Exercise goal> Among the entries below, find the lines with the word "snippet" and copy them.

*** Block opens ***

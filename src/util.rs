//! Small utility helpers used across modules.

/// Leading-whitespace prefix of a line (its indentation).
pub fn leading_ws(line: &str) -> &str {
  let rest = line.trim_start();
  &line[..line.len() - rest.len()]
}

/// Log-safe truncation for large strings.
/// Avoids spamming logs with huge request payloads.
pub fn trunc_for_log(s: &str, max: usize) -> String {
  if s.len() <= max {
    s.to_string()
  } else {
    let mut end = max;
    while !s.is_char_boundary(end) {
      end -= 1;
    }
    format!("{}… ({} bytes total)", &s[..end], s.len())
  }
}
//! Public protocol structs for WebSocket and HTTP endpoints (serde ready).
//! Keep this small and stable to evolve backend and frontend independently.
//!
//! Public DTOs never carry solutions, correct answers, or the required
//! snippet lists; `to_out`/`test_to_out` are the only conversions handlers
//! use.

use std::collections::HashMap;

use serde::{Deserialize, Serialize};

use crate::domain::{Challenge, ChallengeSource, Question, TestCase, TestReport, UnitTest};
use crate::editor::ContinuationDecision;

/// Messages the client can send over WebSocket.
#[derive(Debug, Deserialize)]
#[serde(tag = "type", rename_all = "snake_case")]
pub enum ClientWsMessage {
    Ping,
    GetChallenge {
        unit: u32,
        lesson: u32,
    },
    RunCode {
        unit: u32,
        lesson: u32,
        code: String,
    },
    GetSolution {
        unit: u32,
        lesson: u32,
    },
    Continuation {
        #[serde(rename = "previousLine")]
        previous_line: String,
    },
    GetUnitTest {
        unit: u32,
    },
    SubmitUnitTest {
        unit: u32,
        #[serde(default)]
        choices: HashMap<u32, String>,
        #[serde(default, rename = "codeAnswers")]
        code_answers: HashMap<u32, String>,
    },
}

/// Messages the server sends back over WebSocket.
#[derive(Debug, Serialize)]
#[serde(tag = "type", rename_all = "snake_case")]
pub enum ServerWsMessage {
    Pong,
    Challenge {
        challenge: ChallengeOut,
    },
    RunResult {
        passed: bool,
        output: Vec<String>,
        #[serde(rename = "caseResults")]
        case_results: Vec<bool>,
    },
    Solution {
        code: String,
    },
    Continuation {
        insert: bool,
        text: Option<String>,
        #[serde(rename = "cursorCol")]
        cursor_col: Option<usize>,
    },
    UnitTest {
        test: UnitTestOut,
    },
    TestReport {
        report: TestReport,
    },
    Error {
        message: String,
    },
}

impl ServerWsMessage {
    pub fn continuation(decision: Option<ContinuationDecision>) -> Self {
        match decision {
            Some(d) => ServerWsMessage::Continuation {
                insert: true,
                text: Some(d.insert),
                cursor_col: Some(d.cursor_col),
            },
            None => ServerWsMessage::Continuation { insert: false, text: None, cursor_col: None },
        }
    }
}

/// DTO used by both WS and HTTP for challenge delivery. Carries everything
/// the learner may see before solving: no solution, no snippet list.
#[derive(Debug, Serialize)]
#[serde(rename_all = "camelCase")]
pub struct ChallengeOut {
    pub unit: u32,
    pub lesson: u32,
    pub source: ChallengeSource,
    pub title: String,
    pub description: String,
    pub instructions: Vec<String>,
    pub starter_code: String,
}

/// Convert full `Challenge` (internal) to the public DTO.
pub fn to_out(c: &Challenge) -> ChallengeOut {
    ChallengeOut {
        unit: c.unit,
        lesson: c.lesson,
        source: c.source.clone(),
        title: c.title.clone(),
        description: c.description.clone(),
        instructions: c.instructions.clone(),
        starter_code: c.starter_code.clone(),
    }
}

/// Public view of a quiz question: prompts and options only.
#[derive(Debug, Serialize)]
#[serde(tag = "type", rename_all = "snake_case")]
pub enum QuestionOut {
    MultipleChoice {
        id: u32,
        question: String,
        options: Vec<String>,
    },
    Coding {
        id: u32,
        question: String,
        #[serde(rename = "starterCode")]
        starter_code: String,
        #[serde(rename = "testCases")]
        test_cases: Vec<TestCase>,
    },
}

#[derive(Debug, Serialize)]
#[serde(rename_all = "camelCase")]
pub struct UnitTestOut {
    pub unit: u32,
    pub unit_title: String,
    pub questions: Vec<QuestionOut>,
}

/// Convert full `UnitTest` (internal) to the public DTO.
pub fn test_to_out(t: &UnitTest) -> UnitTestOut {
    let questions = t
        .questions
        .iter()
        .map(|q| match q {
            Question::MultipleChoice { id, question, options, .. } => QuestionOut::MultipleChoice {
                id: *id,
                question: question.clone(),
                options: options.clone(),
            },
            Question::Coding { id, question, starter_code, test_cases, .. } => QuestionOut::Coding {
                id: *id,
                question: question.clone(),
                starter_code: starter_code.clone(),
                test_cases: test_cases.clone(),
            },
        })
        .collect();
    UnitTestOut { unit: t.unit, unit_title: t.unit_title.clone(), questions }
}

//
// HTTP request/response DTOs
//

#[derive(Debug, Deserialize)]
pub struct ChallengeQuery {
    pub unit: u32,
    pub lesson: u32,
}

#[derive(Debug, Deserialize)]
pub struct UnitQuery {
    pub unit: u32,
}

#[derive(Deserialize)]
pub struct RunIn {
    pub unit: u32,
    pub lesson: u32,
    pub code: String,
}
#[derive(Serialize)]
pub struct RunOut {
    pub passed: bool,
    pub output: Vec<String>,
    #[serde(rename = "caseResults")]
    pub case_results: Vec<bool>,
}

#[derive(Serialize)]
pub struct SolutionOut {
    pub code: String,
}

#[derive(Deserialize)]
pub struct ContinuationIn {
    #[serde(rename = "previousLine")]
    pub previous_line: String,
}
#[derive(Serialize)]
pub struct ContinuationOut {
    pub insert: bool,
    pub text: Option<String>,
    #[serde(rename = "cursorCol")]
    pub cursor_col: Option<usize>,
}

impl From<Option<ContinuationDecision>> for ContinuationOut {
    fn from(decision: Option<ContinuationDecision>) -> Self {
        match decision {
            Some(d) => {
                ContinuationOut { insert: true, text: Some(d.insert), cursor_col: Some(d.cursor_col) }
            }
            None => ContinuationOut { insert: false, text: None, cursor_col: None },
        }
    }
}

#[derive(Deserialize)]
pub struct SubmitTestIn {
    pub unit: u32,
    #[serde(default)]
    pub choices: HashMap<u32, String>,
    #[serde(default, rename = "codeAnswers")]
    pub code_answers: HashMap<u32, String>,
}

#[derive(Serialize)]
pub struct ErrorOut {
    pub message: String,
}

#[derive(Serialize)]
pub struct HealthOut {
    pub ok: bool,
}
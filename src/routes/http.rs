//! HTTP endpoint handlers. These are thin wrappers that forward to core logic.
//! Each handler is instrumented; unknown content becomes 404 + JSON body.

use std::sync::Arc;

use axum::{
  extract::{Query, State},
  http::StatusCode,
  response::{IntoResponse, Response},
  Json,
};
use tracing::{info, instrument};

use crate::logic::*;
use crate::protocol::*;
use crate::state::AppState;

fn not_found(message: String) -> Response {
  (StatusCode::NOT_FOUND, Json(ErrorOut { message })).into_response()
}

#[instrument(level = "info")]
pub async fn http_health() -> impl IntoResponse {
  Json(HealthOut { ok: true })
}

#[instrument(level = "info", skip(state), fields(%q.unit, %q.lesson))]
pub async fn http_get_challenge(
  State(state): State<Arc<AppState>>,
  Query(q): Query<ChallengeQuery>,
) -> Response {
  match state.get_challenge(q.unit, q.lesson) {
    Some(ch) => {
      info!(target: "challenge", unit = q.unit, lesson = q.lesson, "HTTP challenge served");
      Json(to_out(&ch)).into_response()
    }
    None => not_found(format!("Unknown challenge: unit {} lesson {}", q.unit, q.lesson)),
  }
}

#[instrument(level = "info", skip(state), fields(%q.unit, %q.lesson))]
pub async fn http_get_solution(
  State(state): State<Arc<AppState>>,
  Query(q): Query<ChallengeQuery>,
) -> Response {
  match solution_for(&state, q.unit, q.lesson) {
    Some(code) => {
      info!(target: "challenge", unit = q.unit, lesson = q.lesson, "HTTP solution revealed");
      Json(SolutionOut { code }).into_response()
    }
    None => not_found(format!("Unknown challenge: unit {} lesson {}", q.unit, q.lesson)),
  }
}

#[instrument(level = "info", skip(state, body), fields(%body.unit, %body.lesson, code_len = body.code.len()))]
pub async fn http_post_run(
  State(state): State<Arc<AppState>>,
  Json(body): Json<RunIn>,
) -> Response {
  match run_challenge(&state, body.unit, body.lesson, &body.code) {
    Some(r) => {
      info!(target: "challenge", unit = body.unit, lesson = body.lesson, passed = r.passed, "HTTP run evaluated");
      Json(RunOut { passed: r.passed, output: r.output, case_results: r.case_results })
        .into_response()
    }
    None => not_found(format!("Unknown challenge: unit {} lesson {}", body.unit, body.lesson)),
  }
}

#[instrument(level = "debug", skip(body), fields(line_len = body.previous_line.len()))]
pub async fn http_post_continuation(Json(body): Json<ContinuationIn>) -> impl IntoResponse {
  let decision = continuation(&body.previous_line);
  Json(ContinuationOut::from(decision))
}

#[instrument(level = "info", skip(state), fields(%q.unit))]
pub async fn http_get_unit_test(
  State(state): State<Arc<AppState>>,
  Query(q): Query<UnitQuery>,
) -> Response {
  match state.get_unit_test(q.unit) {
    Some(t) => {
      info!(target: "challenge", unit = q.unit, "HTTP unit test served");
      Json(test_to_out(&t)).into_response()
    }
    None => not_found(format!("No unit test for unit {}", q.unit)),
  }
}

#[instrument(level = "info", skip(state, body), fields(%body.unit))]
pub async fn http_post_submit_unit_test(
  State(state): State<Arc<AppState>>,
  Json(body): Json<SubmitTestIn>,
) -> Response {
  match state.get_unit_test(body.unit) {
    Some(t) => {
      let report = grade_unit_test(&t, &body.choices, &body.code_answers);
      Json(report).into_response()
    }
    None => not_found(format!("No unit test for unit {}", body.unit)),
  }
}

*** Block closes ***

Task answer>
//! snippet lists; `to_out`/`test_to_out` are the only conversions handlers
/// the learner may see before solving: no solution, no snippet list.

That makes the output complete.